Henry Moore, en el Hyde Park de Londres

Cuando Heriry Moore supo que los niños ingleses se dejaban caer por las suaves superficies de sus esculturas, expuestas en Hyde Park, comentó para la prensa británica que era una de las pocas maneras dignas de disfrutar de ellas. Con ello afirmaba ese aspecto lúdico e infantíl que tiene siempre el arte mejor, y subrayaba el carácter vital, jugoso y alegre que ha señalado siempre en su voluntad de artista Y algo más: esa particular manera de ser británica, que calienta la distancia impuesta por siglos de buenas maneras gracias al disfrute -comedido- de los trozos de naturaleza que conserva en el corazón de las ciudades.Ningún parque es tan disfrutado como los ingleses, y especialmente como Hyde Park. Pocos se mantienen tan vivos, tan verdes, como si no fuera cierto que los pies, calzados o no, pueden destrozar el césped, o que no hay ninguna inmoralidad en descansar tumbado sobre la hierba, o tal vez que a los habitantes de las ciudades inglesas les corresponden más metros de green-grass per capita... Lo cierto es que, hincadas en la hierba, alrededor del Serpentine, en la zona del parque llamada los jardines de Kensington, se levantan ahora, convertidas en toboganes para el juego de los chicos, nueve inmensas esculturas, monumentos bellísimos que celebran el ochenta cumpleaños de Henry Moore, y cuyo valor en libras se escribe con una cantidad escalofriante de ceros.

Cualquier domingo por la mañana, los paseantes -esas familias de la ciudad, con sus tres hijos de promedio- tendrán que recorrer un par de kilómetros de paseo, por el verde ininterrumpido, para verlas y jugar con ellas. A las puertas mismas de la galería del Serpentine, donde el paseo se completa con diseños, maquetas, objetos encontrados y esculturas menos monumentales, producto del trabajo de Moore durante los últimos diez años, está la primera, una Maternidad de bronce, más de dos metros de largo, volúmenes y recovecos para el juego. Por las otras caras del pabellón-galería, donde al visitante se le ofrece un plano, innecesario por otro lado, dada la habilidosa colocación, otras dos más, la titulada Draped, casi cinco metros en tres piezas humanoides, cargadas de ritmo y pasadizos, brillos y descansos para las manos infatigables, y la mayor de las tres, la llamada Large two forms, de más de seis metros, retorcido laberinto deslizante.

Templo de la vida

A partir de ahí comienza un paseo que ha de bordear el lago Serpentine, en el que viven patos blancos y cisnes negros, y donde, en las horas reglamentarias, puede refrescarse el visitante con una cerveza o incluso comer regularmente y con cocina continental.

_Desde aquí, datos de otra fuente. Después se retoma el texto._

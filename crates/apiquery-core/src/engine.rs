//! The engine entry point.

use std::collections::BTreeSet;

use apiquery_proto::{GetOptions, GetResult, Key, Output, Value};
use tracing::{debug, instrument};

use crate::catalog::Catalog;
use crate::config::EngineConfig;
use crate::error::{Error, Result};
use crate::query::{
    decode_options, finalize, materialize, project, Fetched, NormalizedQuery, Normalizer,
    QueryPlanner, RelationResolver,
};
use crate::security::{CallerContext, PermissionProvider, RolePermissions};
use crate::storage::Storage;

/// Message of the write-path permission failure.
pub const NO_PERMISSIONS: &str = "No permissions to referred object or it does not exist!";

/// Runs `get` requests against a catalog and a storage backend.
///
/// The engine holds no per-request state; every call builds its plans and
/// result structures afresh.
pub struct Engine<S> {
    catalog: Catalog,
    storage: S,
    permissions: Box<dyn PermissionProvider>,
    config: EngineConfig,
}

impl<S: Storage> Engine<S> {
    /// Create an engine with role-based permissions and default settings.
    pub fn new(catalog: Catalog, storage: S) -> Self {
        Self {
            catalog,
            storage,
            permissions: Box::new(RolePermissions::new()),
            config: EngineConfig::default(),
        }
    }

    /// Use a different permission provider.
    pub fn with_permissions(mut self, permissions: impl PermissionProvider + 'static) -> Self {
        self.permissions = Box::new(permissions);
        self
    }

    /// Use a different configuration.
    pub fn with_config(mut self, config: EngineConfig) -> Self {
        self.config = config;
        self
    }

    /// The catalog.
    pub fn catalog(&self) -> &Catalog {
        &self.catalog
    }

    /// The storage backend.
    pub fn storage(&self) -> &S {
        &self.storage
    }

    /// The configuration.
    pub fn config(&self) -> &EngineConfig {
        &self.config
    }

    /// Run a `get` with typed options.
    ///
    /// Callers below the entity's read role get an empty result of the
    /// requested shape, not an error.
    #[instrument(skip(self, options, caller), fields(role = %caller.role))]
    pub fn get(
        &self,
        entity: &str,
        options: &GetOptions,
        caller: &CallerContext,
    ) -> Result<GetResult> {
        let descriptor = self.catalog.get(entity)?;
        let query = self.normalizer(caller).normalize(descriptor, options)?;
        let fetched = self.fetch(&query)?;
        Ok(finalize(fetched, query.preserve_keys))
    }

    /// Run a `get` with a raw option dictionary.
    #[instrument(skip(self, raw, caller), fields(role = %caller.role))]
    pub fn get_json(
        &self,
        entity: &str,
        raw: &serde_json::Value,
        caller: &CallerContext,
    ) -> Result<GetResult> {
        let descriptor = self.catalog.get(entity)?;
        let options = decode_options(&self.catalog, descriptor, raw)?;
        self.get(entity, &options, caller)
    }

    /// Check that the caller may modify every listed object.
    ///
    /// Unlike reads, a missing role is a hard failure. Objects that do not
    /// exist or are outside the caller's editable scope fail the check as
    /// well.
    #[instrument(skip(self, ids, caller), fields(role = %caller.role, ids = ids.len()))]
    pub fn check_editable(
        &self,
        entity: &str,
        ids: &[Value],
        caller: &CallerContext,
    ) -> Result<()> {
        let descriptor = self.catalog.get(entity)?;
        if !self
            .permissions
            .has_min_role(descriptor, caller, descriptor.access.write)
        {
            return Err(Error::PermissionDenied(format!(
                "role {} may not modify {} objects",
                caller.role, descriptor.name
            )));
        }
        if ids.is_empty() {
            return Ok(());
        }

        let pk = &descriptor.primary_key;
        let column_type = descriptor
            .field(pk)
            .map(|field| field.column_type)
            .ok_or_else(|| Error::UnknownEntity(descriptor.name.clone()))?;
        let mut keys = BTreeSet::new();
        for id in ids {
            let value = column_type
                .coerce(id)
                .map_err(|err| Error::invalid_option(pk, err.to_string()))?;
            match value.as_key() {
                Some(key) => keys.insert(key),
                None => return Err(Error::invalid_option(pk, format!("'{id}' is not a key"))),
            };
        }

        let options = GetOptions::new()
            .with_output(Output::Fields(Vec::new()))
            .editable();
        let mut query = self.normalizer(caller).normalize(descriptor, &options)?;
        query.constraints.push((
            pk.clone(),
            keys.iter().map(Key::to_value).collect(),
        ));

        let found = self.fetch(&query)?.into_rows();
        if keys.iter().all(|key| found.contains_key(key)) {
            Ok(())
        } else {
            Err(Error::PermissionDenied(NO_PERMISSIONS.to_string()))
        }
    }

    fn normalizer(&self, caller: &CallerContext) -> Normalizer<'_> {
        Normalizer::new(&self.catalog, &self.config, self.permissions.as_ref(), *caller)
    }

    /// Run a normalized query through planning, execution, relation
    /// resolution and projection.
    pub(crate) fn fetch(&self, query: &NormalizedQuery<'_>) -> Result<Fetched> {
        if query.denied {
            return Ok(Fetched::empty(&query.mode));
        }

        let plan = QueryPlanner::plan(query);
        debug!(
            entity = %query.entity.name,
            joins = plan.joins.len(),
            predicates = plan.predicates.len(),
            limit = ?plan.limit,
            "planned query"
        );
        let rows = self.storage.select(&plan)?;
        let mut fetched = materialize(query, rows)?;

        if let Fetched::Rows(map) = &mut fetched {
            if !map.is_empty() && !query.relations.is_empty() {
                RelationResolver::new(self).resolve(map, query)?;
            }
            project(map, query);
        }
        Ok(fetched)
    }
}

Una sola de estas monumentales obras -que sólo en fundición de bronce han debido presentar una factura tremenda- está hecha para ser contemplada, en el sentido clásico del disfrute estético. Se trata de The Arch, y como otras -las Vértebras, que es la mayor de todas, o ese tigre que lucha en sombra con un elefante igualmente de sombra- parece haber tomado forma de animal, esta vez toro sagrado, cuerno de puerta de ritos antiguos, y que debe ser vista, la única blanca, la única que no es d bronce, de lejos, del otro lado del lago, en un claro con un bosque a la espalda que recuerda el primer Turner. Es, seguramente, la huella que queda de esa voluntad ósea en la curiosidad de Moore, palpable en la pequeña exposición en la que han sido trouvés extrañas osamentas, tibias y rótulas sólo ligeramente tocadas por el escultor que parece encontrar ahí y en las raíces torcidas, en las piedras de geoda, es decir, en lo subterráneo y en bajo-carne, en lo oculto de los tres reinos de la naturaleza, las semejanzas y las raíces de su imaginación. Es también la señal de que en estos diez años permanecía en sus manos -que es donde reside la inteligencia escultora- la marca de la imagen y el volumen totémico, y esa experiencia táctil, subcutánea de lo sagrado.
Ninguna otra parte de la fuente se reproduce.